In a quest to become Africa’s leading electricity exporter, Ethiopia began diverting a stretch of the Nile on Tuesday to make way for a $4.7 billion hydroelectric dam, Grand Ethiopian Renaissance Dam. The project which has been under controversy is worrying downstream countries dependent on the world’s longest river for water as the dam is being built in the middle of the river.

“The dam is being built in the middle of the river so you can’t carry out construction work while the river flowed,” said Mihret Debebe, chief executive officer of the state-run Ethiopian Electric Power Corporation, at a ceremony at the site.

“This now enables us to carry out civil engineering work without difficulties. The aim is to divert the river by a few meters and then allow it to flow on its natural course.”

Centerpiece to the plan is the Grand Ethiopian Renaissance Dam being built in the Benishangul-Gumuz region bordering Sudan. Now 21 percent complete, it will eventually have a 6,000 megawatt capacity, the government says, equivalent to six nuclear power plants.

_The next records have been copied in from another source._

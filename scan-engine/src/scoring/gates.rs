use common::config::{GateComparison, GateMetric, GateRule};
use common::{GateResult, GateStatus};

/// Observed values the gate rules can refer to
#[derive(Debug, Clone, Copy, Default, PartialEq)]
pub struct GateInputs {
    pub risk_reward: Option<f64>,
    pub float_shares: Option<f64>,
    pub volume_surge: Option<f64>,
    pub average_volume: Option<f64>,
}

impl GateInputs {
    pub fn get(&self, metric: GateMetric) -> Option<f64> {
        let value = match metric {
            GateMetric::RiskReward => self.risk_reward,
            GateMetric::FloatShares => self.float_shares,
            GateMetric::VolumeSurge => self.volume_surge,
            GateMetric::AverageVolume => self.average_volume,
        };
        value.filter(|v| v.is_finite())
    }
}

/// A missing input leaves the gate `Unavailable`, never `Failed`. A mandatory
/// gate still disqualifies in that case; see [`GateResult::disqualifies`].
pub fn evaluate_gate(rule: &GateRule, inputs: &GateInputs) -> GateResult {
    let observed = inputs.get(rule.metric);
    let status = match observed {
        None => GateStatus::Unavailable,
        Some(v) => {
            let passed = match rule.comparison {
                GateComparison::AtLeast => v >= rule.threshold,
                GateComparison::AtMost => v <= rule.threshold,
            };
            if passed {
                GateStatus::Passed
            } else {
                GateStatus::Failed
            }
        }
    };
    GateResult {
        name: rule.name.clone(),
        status,
        mandatory: rule.mandatory,
        observed,
        threshold: rule.threshold,
    }
}

pub fn evaluate_gates(rules: &[GateRule], inputs: &GateInputs) -> Vec<GateResult> {
    rules.iter().map(|r| evaluate_gate(r, inputs)).collect()
}

#[cfg(test)]
mod tests {
    use super::*;

    #[test]
    fn test_gate_comparisons() {
        let inputs = GateInputs {
            risk_reward: Some(5.0),
            float_shares: Some(25_000_000.0),
            ..Default::default()
        };
        let rr = evaluate_gate(&GateRule::at_least("rr", GateMetric::RiskReward, 5.0), &inputs);
        assert_eq!(rr.status, GateStatus::Passed);

        let float = evaluate_gate(&GateRule::at_most("float", GateMetric::FloatShares, 20_000_000.0), &inputs);
        assert_eq!(float.status, GateStatus::Failed);
        assert!(float.disqualifies());
    }

    #[test]
    fn test_missing_input_is_unavailable() {
        let inputs = GateInputs {
            volume_surge: Some(f64::NAN),
            ..Default::default()
        };
        let results = evaluate_gates(
            &[
                GateRule::at_least("surge", GateMetric::VolumeSurge, 3.0),
                GateRule::at_most("float", GateMetric::FloatShares, 1.0),
            ],
            &inputs,
        );
        assert!(results.iter().all(|g| g.status == GateStatus::Unavailable));
        assert!(results[0].observed.is_none());
    }

    #[test]
    fn test_missing_input_never_beats_a_measured_failure() {
        let rule = GateRule::at_least("min_rr", GateMetric::RiskReward, 5.0);

        let measured = evaluate_gate(&rule, &GateInputs { risk_reward: Some(4.0), ..Default::default() });
        assert_eq!(measured.status, GateStatus::Failed);
        assert!(measured.disqualifies());

        // no resistance above means no ratio, which must not slip through
        let missing = evaluate_gate(&rule, &GateInputs::default());
        assert_eq!(missing.status, GateStatus::Unavailable);
        assert!(missing.mandatory);
        assert!(missing.disqualifies());

        let advisory = evaluate_gate(&rule.clone().advisory(), &GateInputs::default());
        assert_eq!(advisory.status, GateStatus::Unavailable);
        assert!(!advisory.disqualifies());
    }
}
/// Pattern detector thresholds
#[derive(Debug, Clone, Serialize, Deserialize)]
#[serde(default)]
pub struct PatternConfig {
    // === Narrow range ===
    pub nr_tolerance: f64,
    pub gap_threshold: f64,
    /// A bar is "narrow" below this fraction of the average range
    pub narrow_range_ratio: f64,
    pub average_range_period: usize,
    pub narrow_streak_lookback: usize,
    pub range_percentile_lookback: usize,

    // === TTM squeeze ===
    pub squeeze_extreme_ratio: f64,
    pub squeeze_high_ratio: f64,
    pub squeeze_moderate_ratio: f64,
    pub squeeze_momentum_period: usize,

    // === Volume ===
    pub volume_contraction_ratio: f64,
    pub volume_surge_ratio: f64,
    pub volume_elevated_ratio: f64,
    /// Bars of short-average history used to judge "declining"
    pub volume_trend_window: usize,

    // === OBV divergence ===
    pub obv_lookback: usize,
    /// Price slope (percent of mean price per bar) considered flat
    pub obv_price_flat_pct: f64,
    /// Normalised OBV slope (OBV slope / mean |OBV delta|) that counts as trending
    pub obv_slope_threshold: f64,
    pub obv_hidden_window: usize,

    // === Chart patterns (slopes in ATR per bar) ===
    pub pattern_lookback: usize,
    pub flat_slope_atr: f64,
    pub trend_slope_atr: f64,
    pub converging_slope_atr: f64,
    pub flag_pole_bars: usize,
    pub flag_pole_atr: f64,
    pub flag_range_atr: f64,

    // === Multi-day runner / red-to-green ===
    pub runner_close_position: f64,
    pub runner_volume_multiple: f64,
    /// Bars averaged (latest excluded) for relative volume
    pub relative_volume_period: usize,
    pub runner_requires_catalyst: bool,
    pub red_green_morning_bars: usize,

    // === Level test ===
    pub level_test_lookback: usize,
    pub level_test_tolerance_pct: f64,
    pub level_test_max_distance_pct: f64,
    pub level_test_min_touches: u32,
}

impl Default for PatternConfig {
    fn default() -> Self {
        Self {
            nr_tolerance: NR_RELATIVE_TOLERANCE,
            gap_threshold: GAP_THRESHOLD,
            narrow_range_ratio: 0.7,
            average_range_period: 20,
            narrow_streak_lookback: 10,
            range_percentile_lookback: 50,

            squeeze_extreme_ratio: SQUEEZE_EXTREME_RATIO,
            squeeze_high_ratio: SQUEEZE_HIGH_RATIO,
            squeeze_moderate_ratio: SQUEEZE_MODERATE_RATIO,
            squeeze_momentum_period: 20,

            volume_contraction_ratio: VOLUME_CONTRACTION_RATIO,
            volume_surge_ratio: 2.0,
            volume_elevated_ratio: 1.5,
            volume_trend_window: 5,

            obv_lookback: 14,
            obv_price_flat_pct: 0.5,
            obv_slope_threshold: 0.3,
            obv_hidden_window: 5,

            pattern_lookback: 15,
            flat_slope_atr: 0.1,
            trend_slope_atr: 0.1,
            converging_slope_atr: 0.07,
            flag_pole_bars: 10,
            flag_pole_atr: 3.0,
            flag_range_atr: 3.0,

            runner_close_position: 0.9,
            runner_volume_multiple: 3.0,
            relative_volume_period: 20,
            runner_requires_catalyst: true,
            red_green_morning_bars: 30,

            level_test_lookback: 20,
            level_test_tolerance_pct: 0.005,
            level_test_max_distance_pct: 0.015,
            level_test_min_touches: 2,
        }
    }
}

/// Price binning for the volume profile
#[derive(Debug, Clone, Copy, PartialEq, Serialize, Deserialize)]
#[serde(tag = "mode", content = "width", rename_all = "snake_case")]
pub enum BinWidth {
    /// Fixed width in price units
    Fixed(f64),
    /// Geometric bins, each this fraction wider than the last
    Percent(f64),
}

/// Support/resistance settings
#[derive(Debug, Clone, Serialize, Deserialize)]
#[serde(default)]
pub struct LevelConfig {
    pub lookback: usize,
    pub bin_width: BinWidth,
    /// Close within this fraction of a bin center counts as a touch
    pub touch_tolerance_pct: f64,
    /// strength = volume * touches * exp(-decay_rate * days_since_touch)
    pub decay_rate: f64,
    pub min_touches: u32,
    pub max_levels: usize,
    /// Strength relative to the strongest level
    pub very_strong_ratio: f64,
    pub strong_ratio: f64,
    pub moderate_ratio: f64,
}

impl Default for LevelConfig {
    fn default() -> Self {
        Self {
            lookback: 60,
            bin_width: BinWidth::Percent(0.02),
            touch_tolerance_pct: 0.01,
            decay_rate: 0.1,
            min_touches: 2,
            max_levels: 10,
            very_strong_ratio: 0.75,
            strong_ratio: 0.5,
            moderate_ratio: 0.25,
        }
    }
}

/// One row of a tier table
#[derive(Debug, Clone, Copy, PartialEq, Serialize, Deserialize)]
pub struct ScoreTier {
    pub threshold: f64,
    pub points: f64,
}

/// Tier table, best tier first. The first matching tier wins.
#[derive(Debug, Clone, PartialEq, Serialize, Deserialize)]
pub struct ScoreTiers {
    /// Match `value >= threshold` when true, `value < threshold` when false
    pub higher_is_better: bool,
    pub tiers: Vec<ScoreTier>,
}

impl ScoreTiers {
    pub fn ascending(tiers: &[(f64, f64)]) -> Self {
        Self::build(true, tiers)
    }

    pub fn descending(tiers: &[(f64, f64)]) -> Self {
        Self::build(false, tiers)
    }

    fn build(higher_is_better: bool, tiers: &[(f64, f64)]) -> Self {
        Self {
            higher_is_better,
            tiers: tiers
                .iter()
                .map(|&(threshold, points)| ScoreTier { threshold, points })
                .collect(),
        }
    }

    pub fn points(&self, value: f64) -> f64 {
        if !value.is_finite() {
            return 0.0;
        }
        self.tiers
            .iter()
            .find(|t| {
                if self.higher_is_better {
                    value >= t.threshold
                } else {
                    value < t.threshold
                }
            })
            .map(|t| t.points)
            .unwrap_or(0.0)
    }

    pub fn max_points(&self) -> f64 {
        self.tiers.iter().map(|t| t.points).fold(0.0, f64::max)
    }
}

Kenya has plans set to import power from the project scheduled for completion by 2018.Early this month, the African Development Bank launched the 1,068-kilometre high-voltage electricity highway to be built between Kenya and Ethiopia. It will involve the construction of transmission lines of about 437 km in Ethiopia and about 631 km in Kenya and associated AC/DC converter stations at Wolayta-Sodo (Ethiopia) and Suswa (Kenya) substations with a transfer capacity of up to 2,000 MW in either direction.